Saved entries

// Latitude below which NL takes the paired value. Precomputed from
//   NL(lat) = floor(2π / acos(1 - (1 - cos(π / 2NZ)) / cos²(lat)))
const NL_TABLE: [(f64, u32); 58] = [
    (10.47047130, 59),
    (14.82817437, 58),
    (18.18626357, 57),
    (21.02939493, 56),
    (23.54504487, 55),
    (25.82924707, 54),
    (27.93898710, 53),
    (29.91135686, 52),
    (31.77209708, 51),
    (33.53993436, 50),
    (35.22899598, 49),
    (36.85025108, 48),
    (38.41241892, 47),
    (39.92256684, 46),
    (41.38651832, 45),
    (42.80914012, 44),
    (44.19454951, 43),
    (45.54626723, 42),
    (46.86733252, 41),
    (48.16039128, 40),
    (49.42776439, 39),
    (50.67150166, 38),
    (51.89342469, 37),
    (53.09516153, 36),
    (54.27817472, 35),
    (55.44378444, 34),
    (56.59318756, 33),
    (57.72747354, 32),
    (58.84763776, 31),
    (59.95459277, 30),
    (61.04917774, 29),
    (62.13216659, 28),
    (63.20427479, 27),
    (64.26616523, 26),
    (65.31845310, 25),
    (66.36171008, 24),
    (67.39646774, 23),
    (68.42322022, 22),
    (69.44242631, 21),
    (70.45451075, 20),
    (71.45986473, 19),
    (72.45884545, 18),
    (73.45177442, 17),
    (74.43893416, 16),
    (75.42056257, 15),
    (76.39684391, 14),
    (77.36789461, 13),
    (78.33374083, 12),
    (79.29428225, 11),
    (80.24923213, 10),
    (81.19801349, 9),
    (82.13956981, 8),
    (83.07199445, 7),
    (83.99173563, 6),
    (84.89166191, 5),
    (85.75541621, 4),
    (86.53536998, 3),
    (87.0, 2),
];

/// Number of longitude zones at a given latitude (NL function).
///
/// Ranges from 59 at the equator to 1 near the poles.
pub fn nl(lat: f64) -> u32 {
    let lat = lat.abs();
    NL_TABLE
        .iter()
        .find(|(limit, _)| lat < *limit)
        .map(|&(_, n)| n)
        .unwrap_or(1)
}
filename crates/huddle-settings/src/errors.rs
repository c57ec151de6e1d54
//! Settings error types.

use thiserror::Error;

/// Errors that can occur when loading or parsing settings.
#[derive(Debug, Error)]
pub enum SettingsError {
    /// Failed to read the settings file from disk.
    #[error("failed to read settings file: {0}")]
    Io(#[from] std::io::Error),
    /// Failed to parse JSON in the settings file.
    #[error("failed to parse settings JSON: {0}")]
    Json(#[from] serde_json::Error),
}

/// Result type for settings operations.
pub type Result<T> = std::result::Result<T, SettingsError>;
//! Seeded in-memory loaders.
//!
//! These exercise the full [`DatasetLoader`] contract so the sandbox,
//! pipeline, and server can be tested end to end without an external data
//! service. The rosters are illustrative, not real league data.

use serde_json::{Value, json};

use crate::loader::{DatasetLoader, LoaderError, LoaderParams, ParamSpec};
use crate::table::Table;

/// Columns of the `player_stats` loader.
const PLAYER_COLUMNS: [&str; 12] = [
    "player_id",
    "player_name",
    "team",
    "position",
    "season",
    "games",
    "rushing_yards",
    "rushing_tds",
    "receiving_yards",
    "receptions",
    "passing_yards",
    "passing_tds",
];

/// Columns of the `team_stats` loader.
const TEAM_COLUMNS: [&str; 6] = [
    "team",
    "season",
    "wins",
    "losses",
    "points_for",
    "points_against",
];

#[allow(clippy::too_many_arguments)]
fn player_row(
    id: &str,
    name: &str,
    team: &str,
    position: &str,
    season: i64,
    games: i64,
    rushing_yards: i64,
    rushing_tds: i64,
    receiving_yards: i64,
    receptions: i64,
    passing_yards: i64,
    passing_tds: i64,
) -> Vec<Value> {
    vec![
        json!(id),
        json!(name),
        json!(team),
        json!(position),
        json!(season),
        json!(games),
        json!(rushing_yards),
        json!(rushing_tds),
        json!(receiving_yards),
        json!(receptions),
        json!(passing_yards),
        json!(passing_tds),
    ]
}

/// Per-player season statistics.
pub struct PlayerStatsLoader {
    rows: Vec<Vec<Value>>,
}

impl PlayerStatsLoader {
    /// Loader seeded with two seasons of sample players.
    ///
    /// The 2025 roster includes two distinct players named "Jordan Banks"
    /// so uniqueness-constraint failures are reproducible.
    #[must_use]
    pub fn with_sample_data() -> Self {
        let rows = vec![
            // 2025 season
            player_row("HB-0001", "Marcus Vell", "DEN", "RB", 2025, 17, 1642, 14, 310, 38, 0, 0),
            player_row("HB-0002", "DeShawn Cole", "ATL", "RB", 2025, 16, 1488, 11, 402, 45, 0, 0),
            player_row("HB-0003", "Trey Okafor", "BAL", "RB", 2025, 17, 1365, 9, 188, 22, 0, 0),
            player_row("HB-0004", "Eli Navarro", "SF", "RB", 2025, 15, 1207, 8, 510, 52, 0, 0),
            player_row("HB-0005", "Cam Whitfield", "DET", "RB", 2025, 17, 1104, 12, 256, 30, 0, 0),
            player_row("HB-0006", "Rico Sandoval", "KC", "RB", 2025, 16, 987, 6, 344, 41, 0, 0),
            player_row("QB-0001", "Jordan Banks", "BUF", "QB", 2025, 17, 531, 7, 0, 0, 4388, 32),
            player_row("LB-0001", "Jordan Banks", "JAX", "LB", 2025, 16, 0, 0, 0, 0, 0, 0),
            player_row("QB-0002", "Austin Reyes", "CIN", "QB", 2025, 17, 112, 2, 0, 0, 4710, 38),
            player_row("WR-0001", "Malik Turner", "MIA", "WR", 2025, 17, 44, 0, 1512, 104, 0, 0),
            player_row("WR-0002", "Dante Price", "MIN", "WR", 2025, 16, 12, 0, 1433, 98, 0, 0),
            // 2024 season
            player_row("HB-0001", "Marcus Vell", "DEN", "RB", 2024, 16, 1390, 10, 280, 33, 0, 0),
            player_row("HB-0003", "Trey Okafor", "BAL", "RB", 2024, 17, 1501, 12, 201, 25, 0, 0),
            player_row("HB-0004", "Eli Navarro", "SF", "RB", 2024, 17, 1322, 9, 488, 50, 0, 0),
            player_row("QB-0001", "Jordan Banks", "BUF", "QB", 2024, 17, 488, 9, 0, 0, 4102, 29),
            player_row("WR-0001", "Malik Turner", "MIA", "WR", 2024, 15, 31, 0, 1287, 90, 0, 0),
        ];
        Self { rows }
    }
}

impl DatasetLoader for PlayerStatsLoader {
    fn name(&self) -> &str {
        "player_stats"
    }

    fn description(&self) -> &str {
        "Per-player season statistics (rushing, receiving, passing)"
    }

    fn parameters(&self) -> Vec<ParamSpec> {
        vec![ParamSpec::new(
            "season",
            "Season year to load, e.g. 2025. Omit for all seasons.",
        )]
    }

    fn columns(&self) -> Vec<String> {
        PLAYER_COLUMNS.iter().map(ToString::to_string).collect()
    }

    fn load(&self, params: &LoaderParams) -> Result<Table, LoaderError> {
        if params.week.is_some() {
            return Err(LoaderError::UnsupportedParam {
                message: "player_stats is season-level; the week parameter is not supported"
                    .into(),
            });
        }
        let mut table = Table::new(self.columns());
        let season_idx = 4; // position of "season" in PLAYER_COLUMNS
        for row in &self.rows {
            if let Some(season) = params.season {
                if row[season_idx] != json!(season) {
                    continue;
                }
            }
            table.push_row(row.clone());
        }
        Ok(table)
    }
}

/// Per-team season standings and scoring.
pub struct TeamStatsLoader {
    rows: Vec<Vec<Value>>,
}

impl TeamStatsLoader {
    /// Loader seeded with two seasons of sample teams.
    #[must_use]
    pub fn with_sample_data() -> Self {
        let team = |team: &str, season: i64, wins: i64, losses: i64, pf: i64, pa: i64| {
            vec![
                json!(team),
                json!(season),
                json!(wins),
                json!(losses),
                json!(pf),
                json!(pa),
            ]
        };
        let rows = vec![
            team("DEN", 2025, 12, 5, 438, 350),
            team("ATL", 2025, 10, 7, 401, 388),
            team("BAL", 2025, 13, 4, 472, 311),
            team("SF", 2025, 11, 6, 429, 345),
            team("BUF", 2025, 13, 4, 501, 362),
            team("CIN", 2025, 9, 8, 455, 460),
            team("DEN", 2024, 9, 8, 380, 372),
            team("BAL", 2024, 12, 5, 460, 330),
        ];
        Self { rows }
    }
}

impl DatasetLoader for TeamStatsLoader {
    fn name(&self) -> &str {
        "team_stats"
    }

    fn description(&self) -> &str {
        "Per-team season standings and scoring"
    }

    fn parameters(&self) -> Vec<ParamSpec> {
        vec![ParamSpec::new(
            "season",
            "Season year to load, e.g. 2025. Omit for all seasons.",
        )]
    }

    fn columns(&self) -> Vec<String> {
        TEAM_COLUMNS.iter().map(ToString::to_string).collect()
    }

    fn load(&self, params: &LoaderParams) -> Result<Table, LoaderError> {
        if params.week.is_some() {
            return Err(LoaderError::UnsupportedParam {
                message: "team_stats is season-level; the week parameter is not supported".into(),
            });
        }
        let mut table = Table::new(self.columns());
        let season_idx = 1; // position of "season" in TEAM_COLUMNS
        for row in &self.rows {
            if let Some(season) = params.season {
                if row[season_idx] != json!(season) {
                    continue;
                }
            }
            table.push_row(row.clone());
        }
        Ok(table)
    }
}

#[cfg(test)]
mod tests {
    use super::*;
    use assert_matches::assert_matches;

    #[test]
    fn player_stats_filters_by_season() {
        let loader = PlayerStatsLoader::with_sample_data();
        let all = loader.load(&LoaderParams::default()).unwrap();
        let s2025 = loader
            .load(&LoaderParams {
                season: Some(2025),
                week: None,
            })
            .unwrap();
        assert!(s2025.len() < all.len());
        assert!(!s2025.is_empty());
        let season_idx = s2025.column_index("season").unwrap();
        assert!(s2025.rows.iter().all(|r| r[season_idx] == json!(2025)));
    }

    #[test]
    fn player_stats_rejects_week_param() {
        let loader = PlayerStatsLoader::with_sample_data();
        let result = loader.load(&LoaderParams {
            season: Some(2025),
            week: Some(3),
        });
        assert_matches!(result, Err(LoaderError::UnsupportedParam { .. }));
    }

    #[test]
    fn player_stats_columns_match_rows() {
        let loader = PlayerStatsLoader::with_sample_data();
        let table = loader.load(&LoaderParams::default()).unwrap();
        for row in &table.rows {
            assert_eq!(row.len(), table.columns.len());
        }
    }

    #[test]
    fn sample_data_contains_name_collision() {
        let loader = PlayerStatsLoader::with_sample_data();
        let table = loader
            .load(&LoaderParams {
                season: Some(2025),
                week: None,
            })
            .unwrap();
        let name_idx = table.column_index("player_name").unwrap();
        let id_idx = table.column_index("player_id").unwrap();
        let banks_ids: std::collections::BTreeSet<_> = table
            .rows
            .iter()
            .filter(|r| r[name_idx] == json!("Jordan Banks"))
            .map(|r| r[id_idx].to_string())
            .collect();
        assert_eq!(banks_ids.len(), 2, "two distinct players share the name");
    }

    #[test]
    fn team_stats_loads_season() {
        let loader = TeamStatsLoader::with_sample_data();
        let table = loader
            .load(&LoaderParams {
                season: Some(2024),
                week: None,
            })
            .unwrap();
        assert_eq!(table.len(), 2);
    }

    #[test]
    fn unknown_season_yields_empty_table() {
        let loader = TeamStatsLoader::with_sample_data();
        let table = loader
            .load(&LoaderParams {
                season: Some(1999),
                week: None,
            })
            .unwrap();
        assert!(table.is_empty());
    }
}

• [Your instructions]
Your answer must be a copy of every line in the data above that holds the string "DatasetLoader".

• [Finished task]
//! These exercise the full [`DatasetLoader`] contract so the sandbox,
use crate::loader::{DatasetLoader, LoaderError, LoaderParams, ParamSpec};
impl DatasetLoader for PlayerStatsLoader {
impl DatasetLoader for TeamStatsLoader {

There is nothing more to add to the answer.